- Opening Delimiter -

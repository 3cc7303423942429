// Dataset ingestion from CSV exports and the crawler's SQLite database.

use super::record::{Dataset, GameRecord, Value};
use crate::config::Config;
use crate::error::MetricsError;
use rusqlite::types::ValueRef;
use rusqlite::{Connection, OpenFlags};
use std::collections::HashMap;
use std::fs::File;
use std::io::Read;
use std::path::Path;
use tracing::{debug, info, warn};

/// Loads a dataset, picking the reader from the file extension: `.csv` is
/// read as CSV, anything else as a SQLite database.
pub fn load(path: &Path, config: &Config) -> Result<Dataset, MetricsError> {
    let is_csv = path
        .extension()
        .and_then(|e| e.to_str())
        .map(|e| e.eq_ignore_ascii_case("csv"))
        .unwrap_or(false);

    let dataset = if is_csv {
        load_csv(path, config)?
    } else {
        load_sqlite(path, config)?
    };

    info!("Loaded {} records from {}", dataset.len(), path.display());
    Ok(dataset)
}

pub fn load_csv(path: &Path, config: &Config) -> Result<Dataset, MetricsError> {
    let file = File::open(path)
        .map_err(|e| MetricsError::IoError(format!("Failed to open {}: {}", path.display(), e)))?;
    load_csv_from_reader(file, config)
}

pub fn load_csv_from_reader<R: Read>(rdr: R, config: &Config) -> Result<Dataset, MetricsError> {
    let mut reader = csv::ReaderBuilder::new().flexible(true).from_reader(rdr);
    let headers: Vec<String> = reader.headers()?.iter().map(|h| h.trim().to_string()).collect();

    let player_idx = column_index(&headers, &config.player_col)?;
    let champion_idx = column_index(&headers, &config.champion_col)?;

    let mut records = Vec::new();
    for (line, result) in reader.records().enumerate() {
        let row = result?;
        if row.len() != headers.len() {
            warn!("row {} has {} cells, expected {}", line + 1, row.len(), headers.len());
        }

        let columns: HashMap<String, Value> = headers
            .iter()
            .enumerate()
            .map(|(i, name)| (name.clone(), Value::parse(row.get(i).unwrap_or(""))))
            .collect();

        records.push(GameRecord {
            player: row.get(player_idx).unwrap_or("").trim().to_string(),
            champion: row.get(champion_idx).unwrap_or("").trim().to_string(),
            columns,
        });
    }

    debug!("parsed {} CSV rows over {} columns", records.len(), headers.len());
    Ok(Dataset::with_columns(headers, records))
}

pub fn load_sqlite(path: &Path, config: &Config) -> Result<Dataset, MetricsError> {
    let conn = Connection::open_with_flags(path, OpenFlags::SQLITE_OPEN_READ_ONLY)?;
    load_sqlite_table(&conn, &config.table, config)
}

/// Reads every row of `table` into a dataset, in rowid order.
pub fn load_sqlite_table(
    conn: &Connection,
    table: &str,
    config: &Config,
) -> Result<Dataset, MetricsError> {
    if table.is_empty() || !table.chars().all(|c| c.is_ascii_alphanumeric() || c == '_') {
        return Err(MetricsError::ConfigError(format!("Invalid table name: {}", table)));
    }

    let mut stmt = conn.prepare(&format!("SELECT * FROM {}", table))?;
    let headers: Vec<String> = stmt.column_names().into_iter().map(String::from).collect();
    let player_idx = column_index(&headers, &config.player_col)?;
    let champion_idx = column_index(&headers, &config.champion_col)?;

    let mut rows = stmt.query([])?;
    let mut records = Vec::new();
    while let Some(row) = rows.next()? {
        let mut columns = HashMap::with_capacity(headers.len());
        for (i, name) in headers.iter().enumerate() {
            columns.insert(name.clone(), from_sql(row.get_ref(i)?));
        }
        let player = columns[&headers[player_idx]].to_string();
        let champion = columns[&headers[champion_idx]].to_string();
        records.push(GameRecord {
            player,
            champion,
            columns,
        });
    }

    Ok(Dataset::with_columns(headers, records))
}

fn from_sql(cell: ValueRef<'_>) -> Value {
    match cell {
        ValueRef::Null => Value::Null,
        ValueRef::Integer(i) => Value::Integer(i),
        ValueRef::Real(f) => Value::Real(f),
        ValueRef::Text(bytes) => Value::Text(String::from_utf8_lossy(bytes).into_owned()),
        ValueRef::Blob(_) => Value::Null,
    }
}

fn column_index(headers: &[String], column: &str) -> Result<usize, MetricsError> {
    headers
        .iter()
        .position(|h| h == column)
        .ok_or_else(|| MetricsError::MissingColumn(column.to_string()))
}

#[cfg(test)]
mod tests {
    use super::*;

    const SAMPLE: &str = "\
summonerName,championId,win,dmg/min
Ziv,54,1,512.5
Karsa,64,1,
Maple,7,0,430
";

    #[test]
    fn csv_rows_become_records() {
        let ds = load_csv_from_reader(SAMPLE.as_bytes(), &Config::default()).unwrap();
        assert_eq!(ds.len(), 3);
        let first = &ds.records()[0];
        assert_eq!(first.player, "Ziv");
        assert_eq!(first.champion, "54");
        assert_eq!(first.get("win"), &Value::Integer(1));
        assert_eq!(first.get("dmg/min"), &Value::Real(512.5));
        assert!(ds.records()[1].get("dmg/min").is_null());
    }

    #[test]
    fn header_only_csv_keeps_its_columns() {
        let ds = load_csv_from_reader("summonerName,championId,win\n".as_bytes(), &Config::default())
            .unwrap();
        assert!(ds.is_empty());
        assert!(ds.has_column("win"));
    }

    #[test]
    fn csv_without_player_column_is_rejected() {
        let err = load_csv_from_reader("championId,win\n1,1\n".as_bytes(), &Config::default())
            .unwrap_err();
        assert!(matches!(err, MetricsError::MissingColumn(c) if c == "summonerName"));
    }

    #[test]
    fn sqlite_table_is_read_in_order() {
        let conn = Connection::open_in_memory().unwrap();
        conn.execute_batch(
            "CREATE TABLE playerStats (summonerName TEXT, championId INTEGER, win INTEGER, visionScore REAL);
             INSERT INTO playerStats VALUES ('ahq', 54, 1, 31.0);
             INSERT INTO playerStats VALUES ('Karsa', 64, 0, NULL);",
        )
        .unwrap();

        let ds = load_sqlite_table(&conn, "playerStats", &Config::default()).unwrap();
        assert_eq!(ds.len(), 2);
        assert_eq!(ds.records()[0].champion, "54");
        assert_eq!(ds.records()[0].get("visionScore"), &Value::Real(31.0));
        assert_eq!(ds.records()[1].player, "Karsa");
        assert!(ds.records()[1].get("visionScore").is_null());
    }

    #[test]
    fn sqlite_table_name_is_validated() {
        let conn = Connection::open_in_memory().unwrap();
        let err = load_sqlite_table(&conn, "x; DROP TABLE y", &Config::default()).unwrap_err();
        assert!(matches!(err, MetricsError::ConfigError(_)));
    }
}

- Closing Delimiter -

Your reply should consist of the records, duplicated exactly.

YOUR SOLUTION
repository 3cc7303423942429
// Dataset ingestion from CSV exports and the crawler's SQLite database.

use super::record::{Dataset, GameRecord, Value};
use crate::config::Config;
use crate::error::MetricsError;
use rusqlite::types::ValueRef;
use rusqlite::{Connection, OpenFlags};
use std::collections::HashMap;
use std::fs::File;
use std::io::Read;
use std::path::Path;
use tracing::{debug, info, warn};

/// Loads a dataset, picking the reader from the file extension: `.csv` is
/// read as CSV, anything else as a SQLite database.
pub fn load(path: &Path, config: &Config) -> Result<Dataset, MetricsError> {
    let is_csv = path
        .extension()
        .and_then(|e| e.to_str())
        .map(|e| e.eq_ignore_ascii_case("csv"))
        .unwrap_or(false);

    let dataset = if is_csv {
        load_csv(path, config)?
    } else {
        load_sqlite(path, config)?
    };

    info!("Loaded {} records from {}", dataset.len(), path.display());
    Ok(dataset)
}

pub fn load_csv(path: &Path, config: &Config) -> Result<Dataset, MetricsError> {
    let file = File::open(path)
        .map_err(|e| MetricsError::IoError(format!("Failed to open {}: {}", path.display(), e)))?;
    load_csv_from_reader(file, config)
}

pub fn load_csv_from_reader<R: Read>(rdr: R, config: &Config) -> Result<Dataset, MetricsError> {
    let mut reader = csv::ReaderBuilder::new().flexible(true).from_reader(rdr);
    let headers: Vec<String> = reader.headers()?.iter().map(|h| h.trim().to_string()).collect();

    let player_idx = column_index(&headers, &config.player_col)?;
    let champion_idx = column_index(&headers, &config.champion_col)?;

    let mut records = Vec::new();
    for (line, result) in reader.records().enumerate() {
        let row = result?;
        if row.len() != headers.len() {
            warn!("row {} has {} cells, expected {}", line + 1, row.len(), headers.len());
        }

        let columns: HashMap<String, Value> = headers
            .iter()
            .enumerate()
            .map(|(i, name)| (name.clone(), Value::parse(row.get(i).unwrap_or(""))))
            .collect();

        records.push(GameRecord {
            player: row.get(player_idx).unwrap_or("").trim().to_string(),
            champion: row.get(champion_idx).unwrap_or("").trim().to_string(),
            columns,
        });
    }

    debug!("parsed {} CSV rows over {} columns", records.len(), headers.len());
    Ok(Dataset::with_columns(headers, records))
}

pub fn load_sqlite(path: &Path, config: &Config) -> Result<Dataset, MetricsError> {
    let conn = Connection::open_with_flags(path, OpenFlags::SQLITE_OPEN_READ_ONLY)?;
    load_sqlite_table(&conn, &config.table, config)
}

/// Reads every row of `table` into a dataset, in rowid order.
pub fn load_sqlite_table(
    conn: &Connection,
    table: &str,
    config: &Config,
) -> Result<Dataset, MetricsError> {
    if table.is_empty() || !table.chars().all(|c| c.is_ascii_alphanumeric() || c == '_') {
        return Err(MetricsError::ConfigError(format!("Invalid table name: {}", table)));
    }

    let mut stmt = conn.prepare(&format!("SELECT * FROM {}", table))?;
    let headers: Vec<String> = stmt.column_names().into_iter().map(String::from).collect();
    let player_idx = column_index(&headers, &config.player_col)?;
    let champion_idx = column_index(&headers, &config.champion_col)?;

    let mut rows = stmt.query([])?;
    let mut records = Vec::new();
    while let Some(row) = rows.next()? {
        let mut columns = HashMap::with_capacity(headers.len());
        for (i, name) in headers.iter().enumerate() {
            columns.insert(name.clone(), from_sql(row.get_ref(i)?));
        }
        let player = columns[&headers[player_idx]].to_string();
        let champion = columns[&headers[champion_idx]].to_string();
        records.push(GameRecord {
            player,
            champion,
            columns,
        });
    }

    Ok(Dataset::with_columns(headers, records))
}

fn from_sql(cell: ValueRef<'_>) -> Value {
    match cell {
        ValueRef::Null => Value::Null,
        ValueRef::Integer(i) => Value::Integer(i),
        ValueRef::Real(f) => Value::Real(f),
        ValueRef::Text(bytes) => Value::Text(String::from_utf8_lossy(bytes).into_owned()),
        ValueRef::Blob(_) => Value::Null,
    }
}

fn column_index(headers: &[String], column: &str) -> Result<usize, MetricsError> {
    headers
        .iter()
        .position(|h| h == column)
        .ok_or_else(|| MetricsError::MissingColumn(column.to_string()))
}

#[cfg(test)]
mod tests {
    use super::*;

    const SAMPLE: &str = "\
summonerName,championId,win,dmg/min
Ziv,54,1,512.5
Karsa,64,1,
Maple,7,0,430
";

    #[test]
    fn csv_rows_become_records() {
        let ds = load_csv_from_reader(SAMPLE.as_bytes(), &Config::default()).unwrap();
        assert_eq!(ds.len(), 3);
        let first = &ds.records()[0];
        assert_eq!(first.player, "Ziv");
        assert_eq!(first.champion, "54");
        assert_eq!(first.get("win"), &Value::Integer(1));
        assert_eq!(first.get("dmg/min"), &Value::Real(512.5));
        assert!(ds.records()[1].get("dmg/min").is_null());
    }

    #[test]
    fn header_only_csv_keeps_its_columns() {
        let ds = load_csv_from_reader("summonerName,championId,win\n".as_bytes(), &Config::default())
            .unwrap();
        assert!(ds.is_empty());
        assert!(ds.has_column("win"));
    }

    #[test]
    fn csv_without_player_column_is_rejected() {
        let err = load_csv_from_reader("championId,win\n1,1\n".as_bytes(), &Config::default())
            .unwrap_err();
        assert!(matches!(err, MetricsError::MissingColumn(c) if c == "summonerName"));
    }

    #[test]
    fn sqlite_table_is_read_in_order() {
        let conn = Connection::open_in_memory().unwrap();
        conn.execute_batch(
            "CREATE TABLE playerStats (summonerName TEXT, championId INTEGER, win INTEGER, visionScore REAL);
             INSERT INTO playerStats VALUES ('ahq', 54, 1, 31.0);
             INSERT INTO playerStats VALUES ('Karsa', 64, 0, NULL);",
        )
        .unwrap();

        let ds = load_sqlite_table(&conn, "playerStats", &Config::default()).unwrap();
        assert_eq!(ds.len(), 2);
        assert_eq!(ds.records()[0].champion, "54");
        assert_eq!(ds.records()[0].get("visionScore"), &Value::Real(31.0));
        assert_eq!(ds.records()[1].player, "Karsa");
        assert!(ds.records()[1].get("visionScore").is_null());
    }

    #[test]
    fn sqlite_table_name_is_validated() {
        let conn = Connection::open_in_memory().unwrap();
        let err = load_sqlite_table(&conn, "x; DROP TABLE y", &Config::default()).unwrap_err();
        assert!(matches!(err, MetricsError::ConfigError(_)));
    }
}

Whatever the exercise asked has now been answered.